═══ Listed entries

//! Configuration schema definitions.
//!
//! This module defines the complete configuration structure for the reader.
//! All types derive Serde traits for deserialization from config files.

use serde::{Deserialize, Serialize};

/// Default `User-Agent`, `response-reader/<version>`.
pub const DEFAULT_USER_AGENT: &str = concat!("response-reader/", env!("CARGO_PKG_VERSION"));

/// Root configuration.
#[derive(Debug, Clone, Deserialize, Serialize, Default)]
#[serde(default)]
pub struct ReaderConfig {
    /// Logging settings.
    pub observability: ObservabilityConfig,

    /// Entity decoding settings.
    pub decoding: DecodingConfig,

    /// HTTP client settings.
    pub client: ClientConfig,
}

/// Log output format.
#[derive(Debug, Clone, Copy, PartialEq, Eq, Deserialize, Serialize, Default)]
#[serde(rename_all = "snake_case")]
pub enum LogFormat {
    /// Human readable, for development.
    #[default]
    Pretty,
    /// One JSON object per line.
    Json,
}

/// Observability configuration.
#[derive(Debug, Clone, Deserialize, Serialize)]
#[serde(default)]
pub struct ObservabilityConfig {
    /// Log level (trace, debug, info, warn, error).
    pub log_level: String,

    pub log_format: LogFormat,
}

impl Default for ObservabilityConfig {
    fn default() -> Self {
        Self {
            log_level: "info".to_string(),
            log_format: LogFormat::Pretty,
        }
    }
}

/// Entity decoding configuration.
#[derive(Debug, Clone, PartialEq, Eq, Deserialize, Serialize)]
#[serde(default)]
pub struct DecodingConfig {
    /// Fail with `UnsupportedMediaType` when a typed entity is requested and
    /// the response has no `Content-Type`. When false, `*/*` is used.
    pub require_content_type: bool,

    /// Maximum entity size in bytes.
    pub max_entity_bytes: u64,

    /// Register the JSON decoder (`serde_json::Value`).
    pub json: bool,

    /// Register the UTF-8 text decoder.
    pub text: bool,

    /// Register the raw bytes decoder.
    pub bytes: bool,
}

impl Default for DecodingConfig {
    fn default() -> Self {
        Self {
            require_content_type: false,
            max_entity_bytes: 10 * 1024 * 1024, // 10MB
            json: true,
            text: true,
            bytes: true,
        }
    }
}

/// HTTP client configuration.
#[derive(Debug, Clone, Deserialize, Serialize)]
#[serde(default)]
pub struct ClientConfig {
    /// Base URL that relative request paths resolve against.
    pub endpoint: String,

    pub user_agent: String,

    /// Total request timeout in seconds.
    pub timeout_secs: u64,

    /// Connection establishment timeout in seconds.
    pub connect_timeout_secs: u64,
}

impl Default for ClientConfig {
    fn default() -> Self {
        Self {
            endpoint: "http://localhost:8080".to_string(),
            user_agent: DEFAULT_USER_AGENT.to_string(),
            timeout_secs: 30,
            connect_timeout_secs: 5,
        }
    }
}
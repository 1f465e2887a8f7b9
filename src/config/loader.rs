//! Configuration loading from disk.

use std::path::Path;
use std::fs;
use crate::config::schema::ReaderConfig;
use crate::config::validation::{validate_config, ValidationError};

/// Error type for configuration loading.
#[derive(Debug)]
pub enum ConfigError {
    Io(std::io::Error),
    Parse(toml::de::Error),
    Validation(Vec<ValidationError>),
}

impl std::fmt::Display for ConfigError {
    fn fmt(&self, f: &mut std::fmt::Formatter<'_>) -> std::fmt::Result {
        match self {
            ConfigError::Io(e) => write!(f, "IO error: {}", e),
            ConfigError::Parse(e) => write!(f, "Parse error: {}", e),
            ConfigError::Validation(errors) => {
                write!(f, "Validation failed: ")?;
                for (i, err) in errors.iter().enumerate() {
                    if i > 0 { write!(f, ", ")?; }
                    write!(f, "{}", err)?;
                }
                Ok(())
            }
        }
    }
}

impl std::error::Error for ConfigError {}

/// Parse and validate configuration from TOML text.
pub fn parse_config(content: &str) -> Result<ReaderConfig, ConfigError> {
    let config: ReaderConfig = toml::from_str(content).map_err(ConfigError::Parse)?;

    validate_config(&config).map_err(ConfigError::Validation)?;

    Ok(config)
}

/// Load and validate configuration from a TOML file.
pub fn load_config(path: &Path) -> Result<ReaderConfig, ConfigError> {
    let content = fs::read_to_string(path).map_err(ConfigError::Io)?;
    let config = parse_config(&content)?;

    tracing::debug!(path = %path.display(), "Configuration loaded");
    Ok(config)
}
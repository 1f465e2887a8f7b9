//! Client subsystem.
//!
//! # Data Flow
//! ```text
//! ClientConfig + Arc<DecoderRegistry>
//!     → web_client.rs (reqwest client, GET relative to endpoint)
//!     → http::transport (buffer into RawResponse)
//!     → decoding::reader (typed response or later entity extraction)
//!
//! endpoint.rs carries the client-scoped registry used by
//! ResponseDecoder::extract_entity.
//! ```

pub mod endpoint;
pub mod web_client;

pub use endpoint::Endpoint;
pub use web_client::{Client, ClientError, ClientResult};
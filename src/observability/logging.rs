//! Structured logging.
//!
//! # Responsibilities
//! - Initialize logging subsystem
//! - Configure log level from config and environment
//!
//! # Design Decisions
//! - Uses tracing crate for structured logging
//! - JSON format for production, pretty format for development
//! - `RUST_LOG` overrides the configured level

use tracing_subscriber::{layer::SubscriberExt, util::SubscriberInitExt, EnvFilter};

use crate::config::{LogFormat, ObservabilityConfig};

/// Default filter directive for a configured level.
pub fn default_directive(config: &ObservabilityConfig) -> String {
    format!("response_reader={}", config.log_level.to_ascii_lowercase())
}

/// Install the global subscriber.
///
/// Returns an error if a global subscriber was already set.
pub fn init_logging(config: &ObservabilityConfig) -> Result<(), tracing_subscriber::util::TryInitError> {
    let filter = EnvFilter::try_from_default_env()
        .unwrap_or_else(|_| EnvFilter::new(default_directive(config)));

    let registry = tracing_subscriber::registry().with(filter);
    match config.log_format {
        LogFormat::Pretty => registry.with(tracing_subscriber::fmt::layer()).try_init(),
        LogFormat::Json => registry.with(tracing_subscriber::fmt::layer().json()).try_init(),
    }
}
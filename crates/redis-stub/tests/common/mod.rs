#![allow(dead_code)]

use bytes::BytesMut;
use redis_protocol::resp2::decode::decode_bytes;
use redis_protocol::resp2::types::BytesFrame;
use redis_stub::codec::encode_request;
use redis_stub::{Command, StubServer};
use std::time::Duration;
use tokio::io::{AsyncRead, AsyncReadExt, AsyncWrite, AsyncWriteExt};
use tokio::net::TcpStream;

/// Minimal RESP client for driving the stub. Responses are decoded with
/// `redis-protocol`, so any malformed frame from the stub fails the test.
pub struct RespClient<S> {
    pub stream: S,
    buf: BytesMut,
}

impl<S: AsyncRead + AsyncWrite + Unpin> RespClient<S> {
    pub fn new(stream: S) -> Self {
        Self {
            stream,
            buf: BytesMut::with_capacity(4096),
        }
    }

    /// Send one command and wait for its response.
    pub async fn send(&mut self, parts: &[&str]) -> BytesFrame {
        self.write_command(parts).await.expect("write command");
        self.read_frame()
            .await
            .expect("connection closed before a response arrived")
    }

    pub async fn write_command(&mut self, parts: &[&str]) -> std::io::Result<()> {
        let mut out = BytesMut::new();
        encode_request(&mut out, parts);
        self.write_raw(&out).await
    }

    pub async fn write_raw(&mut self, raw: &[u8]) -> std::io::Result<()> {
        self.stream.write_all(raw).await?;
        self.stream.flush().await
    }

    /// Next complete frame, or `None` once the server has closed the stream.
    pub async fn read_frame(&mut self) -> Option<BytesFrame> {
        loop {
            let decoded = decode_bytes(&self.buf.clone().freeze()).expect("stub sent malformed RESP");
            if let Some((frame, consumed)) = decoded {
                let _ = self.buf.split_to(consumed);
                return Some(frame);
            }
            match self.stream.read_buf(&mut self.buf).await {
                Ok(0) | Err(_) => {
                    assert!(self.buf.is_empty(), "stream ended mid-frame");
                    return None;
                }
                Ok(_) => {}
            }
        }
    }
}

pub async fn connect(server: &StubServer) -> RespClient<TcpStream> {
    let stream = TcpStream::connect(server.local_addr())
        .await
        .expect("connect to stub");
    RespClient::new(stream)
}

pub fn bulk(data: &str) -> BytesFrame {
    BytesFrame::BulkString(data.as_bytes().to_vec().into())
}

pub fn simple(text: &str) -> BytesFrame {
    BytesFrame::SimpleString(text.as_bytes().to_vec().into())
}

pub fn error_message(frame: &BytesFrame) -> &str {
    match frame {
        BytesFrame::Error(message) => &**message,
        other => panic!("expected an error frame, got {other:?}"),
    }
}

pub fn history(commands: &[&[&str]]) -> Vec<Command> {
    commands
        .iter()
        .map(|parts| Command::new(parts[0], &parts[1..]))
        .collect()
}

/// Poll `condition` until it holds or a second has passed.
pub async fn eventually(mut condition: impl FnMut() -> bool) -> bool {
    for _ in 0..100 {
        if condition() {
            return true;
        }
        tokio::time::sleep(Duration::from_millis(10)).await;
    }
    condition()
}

══════

When the word "used" shows up in a line of the entries, report that line.

- **Worked solution**:
    /// the response has no `Content-Type`. When false, `*/*` is used.
//! endpoint.rs carries the client-scoped registry used by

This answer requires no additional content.